18051: Speed up manifest parsing with bytes.Split.
authorTom Clegg <tom@curii.com>
Fri, 10 Sep 2021 15:24:52 +0000 (11:24 -0400)
committerTom Clegg <tom@curii.com>
Sat, 11 Sep 2021 18:09:44 +0000 (14:09 -0400)
Arvados-DCO-1.1-Signed-off-by: Tom Clegg <tom@curii.com>

sdk/go/arvados/fs_collection.go

index 4d9db421fc3838b268fdeaeea1b81b9ca1192843..647b2c405cb330e4f0b43fae24b9f89924e9d7b6 100644 (file)
@@ -5,6 +5,7 @@
 package arvados
 
 import (
+       "bytes"
        "context"
        "encoding/json"
        "fmt"
@@ -1041,8 +1042,8 @@ func (dn *dirnode) marshalManifest(ctx context.Context, prefix string) (string,
 
 func (dn *dirnode) loadManifest(txt string) error {
        var dirname string
-       streams := strings.Split(txt, "\n")
-       if streams[len(streams)-1] != "" {
+       streams := bytes.Split([]byte(txt), []byte{'\n'})
+       if len(streams[len(streams)-1]) != 0 {
                return fmt.Errorf("line %d: no trailing newline", len(streams))
        }
        streams = streams[:len(streams)-1]
@@ -1053,25 +1054,25 @@ func (dn *dirnode) loadManifest(txt string) error {
                var pos int64
                var segIdx int
                segments = segments[:0]
-               for i, token := range strings.Split(stream, " ") {
+               for i, token := range bytes.Split(stream, []byte{' '}) {
                        if i == 0 {
-                               dirname = manifestUnescape(token)

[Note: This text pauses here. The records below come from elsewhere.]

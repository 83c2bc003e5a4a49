//! Tag entity types.

use serde::{Deserialize, Serialize};
use uuid::Uuid;

/// Opaque unique identifier for a tag.
#[derive(Debug, Clone, PartialEq, Eq, PartialOrd, Ord, Hash, Serialize, Deserialize)]
#[serde(transparent)]
pub struct TagId(String);

impl TagId {
    /// Creates a new time-ordered tag identifier (UUID v7).
    #[must_use]
    pub fn new() -> Self {
        Self(Uuid::now_v7().to_string())
    }

    /// Returns the identifier as a string slice.
    #[must_use]
    pub fn as_str(&self) -> &str {
        &self.0
    }
}

impl Default for TagId {
    fn default() -> Self {
        Self::new()
    }
}

impl From<&str> for TagId {
    fn from(value: &str) -> Self {
        Self(value.to_string())
    }
}

impl From<String> for TagId {
    fn from(value: String) -> Self {
        Self(value)
    }
}

impl std::fmt::Display for TagId {
    fn fmt(&self, f: &mut std::fmt::Formatter<'_>) -> std::fmt::Result {
        f.write_str(&self.0)
    }
}

/// Label colour used on light tag backgrounds.
pub const DARK_LABEL: &str = "#000000";
/// Label colour used on dark tag backgrounds.
pub const LIGHT_LABEL: &str = "#ffffff";

/// A user-defined label that tasks can carry.
#[derive(Debug, Clone, PartialEq, Eq, Serialize, Deserialize)]
pub struct Tag {
    /// Unique, immutable identifier.
    pub id: TagId,
    /// Display name, never blank for tags created through the store.
    pub name: String,
    /// Background colour as a CSS hex string (`#rgb` or `#rrggbb`).
    pub color: String,
}

impl Tag {
    /// Picks black or white label text for this tag's background colour.
    ///
    /// Uses YIQ perceived brightness with a threshold of 128. Colours that
    /// cannot be parsed fall back to [`DARK_LABEL`].
    #[must_use]
    pub fn label_color(&self) -> &'static str {
        match parse_hex_color(&self.color) {
            Some((r, g, b)) => {
                let yiq = (u32::from(r) * 299 + u32::from(g) * 587 + u32::from(b) * 114) / 1000;
                if yiq >= 128 { DARK_LABEL } else { LIGHT_LABEL }
            }
            None => DARK_LABEL,
        }
    }
}

/// Parses `#rgb` / `#rrggbb` (leading `#` optional) into RGB components.
fn parse_hex_color(raw: &str) -> Option<(u8, u8, u8)> {
    let hex = raw.trim().trim_start_matches('#');
    if !hex.bytes().all(|b| b.is_ascii_hexdigit()) {
        return None;
    }
    let channel = |s: &str| u8::from_str_radix(s, 16).ok();
    match hex.len() {
        6 => Some((channel(&hex[0..2])?, channel(&hex[2..4])?, channel(&hex[4..6])?)),
        3 => {
            // #abc expands to #aabbcc
            let expand = |s: &str| channel(s).map(|v| v * 17);
            Some((expand(&hex[0..1])?, expand(&hex[1..2])?, expand(&hex[2..3])?))
        }
        _ => None,
    }
}
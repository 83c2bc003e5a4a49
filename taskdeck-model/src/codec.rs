//! JSON encoding of [`TasksState`] for the persisted slot.
//!
//! The layout is the camelCase object described on [`TasksState`]; all
//! timestamps travel as ISO-8601 strings and come back as typed values.

use crate::state::TasksState;

/// Error type for encode/decode operations.
#[derive(Debug, thiserror::Error)]
pub enum CodecError {
    /// Serialization or deserialization failed.
    #[error("json error: {0}")]
    Json(#[from] serde_json::Error),
}

/// Encodes a state into its persisted JSON form.
///
/// # Errors
///
/// Returns [`CodecError::Json`] if serialization fails.
pub fn encode(state: &TasksState) -> Result<String, CodecError> {
    Ok(serde_json::to_string(state)?)
}

/// Decodes a state from its persisted JSON form.
///
/// # Errors
///
/// Returns [`CodecError::Json`] if the text is not valid JSON, does not
/// match the layout, or contains an unparsable timestamp.
pub fn decode(json: &str) -> Result<TasksState, CodecError> {
    Ok(serde_json::from_str(json)?)
}
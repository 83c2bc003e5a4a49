//! Entity model and persisted layout for `taskdeck`.
//!
//! Everything here is plain data: tasks, tags, the aggregate
//! [`TasksState`](state::TasksState), and the JSON codec used to store it.

pub mod codec;
pub mod state;
pub mod tag;
pub mod task;
pub mod timestamp;

pub use state::TasksState;
pub use tag::{Tag, TagId};
pub use task::{Priority, Task, TaskId};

+                               dirname = manifestUnescape(string(token))
                                continue
                        }
-                       if !strings.Contains(token, ":") {
+                       if !bytes.ContainsRune(token, ':') {
                                if anyFileTokens {
                                        return fmt.Errorf("line %d: bad file segment %q", lineno, token)
                                }
-                               toks := strings.SplitN(token, "+", 3)
+                               toks := bytes.SplitN(token, []byte{'+'}, 3)
                                if len(toks) < 2 {
                                        return fmt.Errorf("line %d: bad locator %q", lineno, token)
                                }
-                               length, err := strconv.ParseInt(toks[1], 10, 32)
+                               length, err := strconv.ParseInt(string(toks[1]), 10, 32)
                                if err != nil || length < 0 {
                                        return fmt.Errorf("line %d: bad locator %q", lineno, token)
                                }
                                segments = append(segments, storedSegment{
-                                       locator: token,
+                                       locator: string(token),
                                        size:    int(length),
                                        offset:  0,
                                        length:  int(length),
@@ -1081,21 +1082,21 @@ func (dn *dirnode) loadManifest(txt string) error {
                                return fmt.Errorf("line %d: bad locator %q", lineno, token)
                        }
 
-                       toks := strings.SplitN(token, ":", 3)
+                       toks := bytes.SplitN(token, []byte{':'}, 3)
                        if len(toks) != 3 {
                                return fmt.Errorf("line %d: bad file segment %q", lineno, token)
                        }
                        anyFileTokens = true
 
-                       offset, err := strconv.ParseInt(toks[0], 10, 64)
+                       offset, err := strconv.ParseInt(string(toks[0]), 10, 64)
                        if err != nil || offset < 0 {
                                return fmt.Errorf("line %d: bad file segment %q", lineno, token)
                        }
-                       length, err := strconv.ParseInt(toks[1], 10, 64)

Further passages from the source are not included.